89. The Bank assisted at least 60 U.S. taxpayers (with accounts totaling approximately $70 million in aggregate peak asset value) in closing their undeclared accounts by means that further concealed the undeclared funds from the IRS, including by transferring funds to third parties at other banks in Switzerland and in foreign countries.
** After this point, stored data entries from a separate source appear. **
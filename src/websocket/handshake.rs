//! Connection Handshake
//!
//! The first frame on either channel must be `{"token", "name"}`. A bad
//! token or a missing name is answered with `{"success": false}` and the
//! socket is closed; there is no second attempt on the same socket.

use axum::extract::ws::{Message, WebSocket};
use thiserror::Error;

use super::messages::{decode, encode, CodecError, HandshakeReply, HandshakeRequest};

/// Why a handshake did not bind a name
#[derive(Debug, Error)]
pub enum HandshakeError {
    #[error("Connection closed before handshake")]
    Closed,

    #[error("Transport error: {0}")]
    Transport(#[from] axum::Error),

    #[error("Invalid handshake frame: {0}")]
    Codec(#[from] CodecError),

    #[error("Invalid token")]
    InvalidToken,

    #[error("Missing server name")]
    MissingName,
}

impl HandshakeError {
    /// Whether the peer is still there to be told about the failure
    fn can_reply(&self) -> bool {
        !matches!(self, HandshakeError::Closed | HandshakeError::Transport(_))
    }
}

/// Check credentials and return the name to bind
///
/// Any token mismatch is rejected, whether or not a name was supplied.
pub fn verify(request: &HandshakeRequest, token: &str) -> Result<String, HandshakeError> {
    if request.token.as_deref().unwrap_or_default() != token {
        return Err(HandshakeError::InvalidToken);
    }
    match request.name.as_deref() {
        Some(name) if !name.is_empty() => Ok(name.to_string()),
        _ => Err(HandshakeError::MissingName),
    }
}

/// Read the handshake frame, skipping control frames
async fn read_request(socket: &mut WebSocket) -> Result<HandshakeRequest, HandshakeError> {
    loop {
        match socket.recv().await {
            None | Some(Ok(Message::Close(_))) => return Err(HandshakeError::Closed),
            Some(Err(e)) => return Err(HandshakeError::Transport(e)),
            Some(Ok(Message::Ping(_) | Message::Pong(_))) => continue,
            Some(Ok(Message::Text(text))) => return Ok(decode(&text)?),
            Some(Ok(Message::Binary(_))) => return Err(CodecError::NotText.into()),
        }
    }
}

async fn reply(socket: &mut WebSocket, success: bool) -> Result<(), HandshakeError> {
    let frame = encode(&HandshakeReply { success })?;
    socket.send(Message::Text(frame)).await?;
    Ok(())
}

/// Run the handshake on a freshly accepted socket
///
/// On success the reply has been sent and the bound name is returned. On
/// failure the socket has been answered (when still open) and closed.
pub async fn perform(socket: &mut WebSocket, token: &str) -> Result<String, HandshakeError> {
    let outcome = match read_request(socket).await {
        Ok(request) => verify(&request, token),
        Err(e) => Err(e),
    };

    match outcome {
        Ok(name) => {
            reply(socket, true).await?;
            tracing::info!(server = %name, "Authentication succeeded, server connected");
            Ok(name)
        }
        Err(e) => {
            tracing::warn!(error = %e, "Authentication failed! Check the token in the plugin configuration.");
            if e.can_reply() {
                let _ = reply(socket, false).await;
                let _ = socket.send(Message::Close(None)).await;
            }
            Err(e)
        }
    }
}

#[cfg(test)]
mod tests {
    use super::*;

    fn request(token: Option<&str>, name: Option<&str>) -> HandshakeRequest {
        HandshakeRequest {
            token: token.map(String::from),
            name: name.map(String::from),
        }
    }

    #[test]
    fn test_verify_success() {
        let name = verify(&request(Some("secret"), Some("S1")), "secret").unwrap();
        assert_eq!(name, "S1");
    }

    #[test]
    fn test_verify_wrong_token() {
        let result = verify(&request(Some("nope"), Some("S1")), "secret");
        assert!(matches!(result, Err(HandshakeError::InvalidToken)));
    }

    #[test]
    fn test_verify_wrong_token_without_name() {
        let result = verify(&request(Some("nope"), None), "secret");
        assert!(matches!(result, Err(HandshakeError::InvalidToken)));

        let result = verify(&request(None, None), "secret");
        assert!(matches!(result, Err(HandshakeError::InvalidToken)));
    }

    #[test]
    fn test_verify_missing_or_empty_name() {
        let result = verify(&request(Some("secret"), None), "secret");
        assert!(matches!(result, Err(HandshakeError::MissingName)));

        let result = verify(&request(Some("secret"), Some("")), "secret");
        assert!(matches!(result, Err(HandshakeError::MissingName)));
    }

    #[test]
    fn test_only_live_peers_get_a_reply() {
        assert!(HandshakeError::InvalidToken.can_reply());
        assert!(HandshakeError::MissingName.can_reply());
        assert!(!HandshakeError::Closed.can_reply());
    }
}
90. HSZH processed significant cash and precious metals withdrawals (exceeding $100,000) totaling approximately $30 million ($26 million in cash and $4 million in precious metals) for at least 17 U.S. Related Accounts at or around the time the clients' accounts were closed, even though HSZH knew, or had reason to know, that some of the accounts contained undeclared assets. For example, a U.S. couple that owned more than $24 million in assets in an account nominally held by a Liechtenstein foundation and known by the Bank to be undeclared regularly withdrew cash amounts between $10,000 and $30,000 (they requested used bank notes) and repeatedly withdrew gold bars (five instances in 2010 involved 15 kilograms of gold bars). When this U.S. couple closed their HSZH account in 2012, they withdrew large cash amounts each ranging from 2 million Swiss francs to 10 million Swiss francs totaling more than 19 million Swiss francs and 55 kilograms in gold bars totaling more than 3 million Swiss francs during five visits to the Bank.
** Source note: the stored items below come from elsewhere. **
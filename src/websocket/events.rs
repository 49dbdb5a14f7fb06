//! Event Handlers
//!
//! One handler per request type. Each receives the origin server's name and
//! the decoded request, applies the relay rules, and returns the data for a
//! successful reply or `None` when the chat relay the origin cares about
//! failed. Broadcasts to other servers are best-effort and never turn a
//! reply into a failure.

use super::messages::{Push, Request, ResponseData};
use crate::api::AppState;

const CHAT_FAILURE: &str =
    "Failed to send message to chat! Check that the bot is online and the group ids are correct.";

/// Route a decoded request to its handler
pub async fn handle_request(
    state: &AppState,
    origin: &str,
    request: Request,
) -> Option<ResponseData> {
    match request {
        Request::Message { message } => relay_message(state, &message).await,
        Request::ServerPid { pid } => server_pid(state, origin, pid).await,
        Request::ServerStartup { pid } => server_startup(state, origin, pid).await,
        Request::ServerShutdown {} => server_shutdown(state, origin).await,
        Request::PlayerInfo { player, message } => {
            player_info(state, origin, &player, &message).await
        }
        Request::PlayerJoined { player } => {
            player_presence(state, origin, &player, Presence::Joined).await
        }
        Request::PlayerLeft { player } => {
            player_presence(state, origin, &player, Presence::Left).await
        }
    }
}

/// Deliver to chat, logging a configuration hint on failure
async fn send_to_chat(state: &AppState, text: &str) -> bool {
    tracing::debug!(text = %text, "Relaying message to chat");
    let delivered = state.chat.send_message(text).await;
    if !delivered {
        tracing::warn!("{}", CHAT_FAILURE);
    }
    delivered
}

async fn relay_message(state: &AppState, message: &str) -> Option<ResponseData> {
    if message.is_empty() {
        tracing::warn!("Received empty message, nothing to relay");
        return None;
    }
    send_to_chat(state, message)
        .await
        .then(ResponseData::empty)
}

async fn server_pid(state: &AppState, origin: &str, pid: Option<u32>) -> Option<ResponseData> {
    match pid {
        Some(pid) => state.watcher.append(origin, pid).await,
        None => tracing::debug!(server = %origin, "Pid report without a usable pid"),
    }
    Some(ResponseData::empty())
}

async fn server_startup(state: &AppState, origin: &str, pid: Option<u32>) -> Option<ResponseData> {
    tracing::info!(server = %origin, "Server startup received");

    state.servers.append(origin).await;
    if let Some(pid) = pid {
        state.watcher.append(origin, pid).await;
    }

    let flag = ResponseData::Startup {
        flag: state.bridge.sync_all_game_message,
    };
    if !state.bridge.broadcast_server {
        return Some(flag);
    }

    state
        .registry
        .broadcast(origin, &Push::notice(origin, "Server opened!"))
        .await;

    send_to_chat(state, &format!("Server [{}] is now online.", origin))
        .await
        .then_some(flag)
}

async fn server_shutdown(state: &AppState, origin: &str) -> Option<ResponseData> {
    tracing::info!(server = %origin, "Server shutdown received, disconnecting");

    state.watcher.remove(origin).await;
    state.registry.disconnect(origin).await;

    if !state.bridge.broadcast_server {
        return Some(ResponseData::empty());
    }

    state
        .registry
        .broadcast(origin, &Push::notice(origin, "Server closed!"))
        .await;

    send_to_chat(state, &format!("Server [{}] has shut down.", origin))
        .await
        .then(ResponseData::empty)
}

async fn player_info(
    state: &AppState,
    origin: &str,
    player: &str,
    message: &str,
) -> Option<ResponseData> {
    tracing::debug!(server = %origin, player = %player, "Player chat received");

    if state.bridge.sync_all_game_message {
        send_to_chat(state, &format!("[{}] <{}> {}", origin, player, message)).await;
    }
    if state.bridge.sync_message_between_servers {
        state
            .registry
            .broadcast(origin, &Push::chat(origin, player, message))
            .await;
    }
    Some(ResponseData::empty())
}

#[derive(Debug, Clone, Copy, PartialEq, Eq)]
enum Presence {
    Joined,
    Left,
}

/// Text shown in game on other servers and text relayed to chat
fn presence_messages(origin: &str, player: &str, presence: Presence, bot: bool) -> (String, String) {
    let who = if bot { "Bot" } else { "Player" };
    match presence {
        Presence::Joined => (
            format!("{} {} joined the game.", who, player),
            format!("{} {} joined server [{}].", who, player, origin),
        ),
        Presence::Left => (
            format!("{} {} left the game.", who, player),
            format!("{} {} left server [{}].", who, player, origin),
        ),
    }
}

async fn player_presence(
    state: &AppState,
    origin: &str,
    player: &str,
    presence: Presence,
) -> Option<ResponseData> {
    tracing::info!(server = %origin, player = %player, ?presence, "Player presence changed");

    if !state.bridge.broadcast_player {
        return Some(ResponseData::empty());
    }

    let (server_message, chat_message) =
        presence_messages(origin, player, presence, state.bridge.is_bot(player));

    if state.bridge.sync_message_between_servers {
        state
            .registry
            .broadcast(origin, &Push::notice(origin, server_message))
            .await;
    }

    send_to_chat(state, &chat_message)
        .await
        .then(ResponseData::empty)
}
91. HSZH opened, serviced, and profited from accounts for U.S. clients with the knowledge that some were likely not complying with their U.S. tax obligations. Due in part to the assistance of HSZH and certain of its personnel, and with the knowledge that Swiss banking secrecy laws would prevent HSZH from disclosing their identities to the IRS absent any client or statutory authorization, some U.S. clients of HSZH filed false and fraudulent U.S. Individual Income Tax Returns, Forms 1040, that failed to report their respective interest in their undeclared HSZH accounts and the related income. Some U.S. clients of HSZH also failed to file and otherwise report their undeclared HSZH accounts on FBARs.
92. HSZH was aware that U.S. taxpayers had a legal duty to report to the IRS and pay taxes on the basis of all their income, including income earned in accounts that the U.S. taxpayers maintained at HSZH. Despite being aware of this legal duty, as described above, the Bank opened, serviced, and profited from accounts for U.S. clients who HSZH knew or had reason to know were not complying with their U.S. income tax obligations.
COMPLIANCE POLICY CHANGES
93. The Chief Executive Officer of HSZH had full discretion and authority to make exceptions to the August 2008 IRS Form W-9 policy for new account holders. As described above, two pipelines of undeclared U.S. clients predominantly from UBS were approved as exceptions to this policy resulting in 80 new undeclared U.S. Related Accounts being opened by the Bank as exceptions and without a Form W-9. Of the remaining 278 U.S. Related Accounts opened at HSZH after August 2008, 51 new accounts were opened without requiring a U.S. client or beneficial owner to sign an IRS Form W-9. Thirty-one of these 51 accounts also were approved as exceptions to the W-9 policy and 20 were opened without an approved exception and in violation of the W-9 policy. In total, 111 new U.S. Related Accounts were approved by HSZH as exceptions to the W-9 policy, and 22 new U.S. Related Accounts were opened in violation of the W-9 policy without an approved exception.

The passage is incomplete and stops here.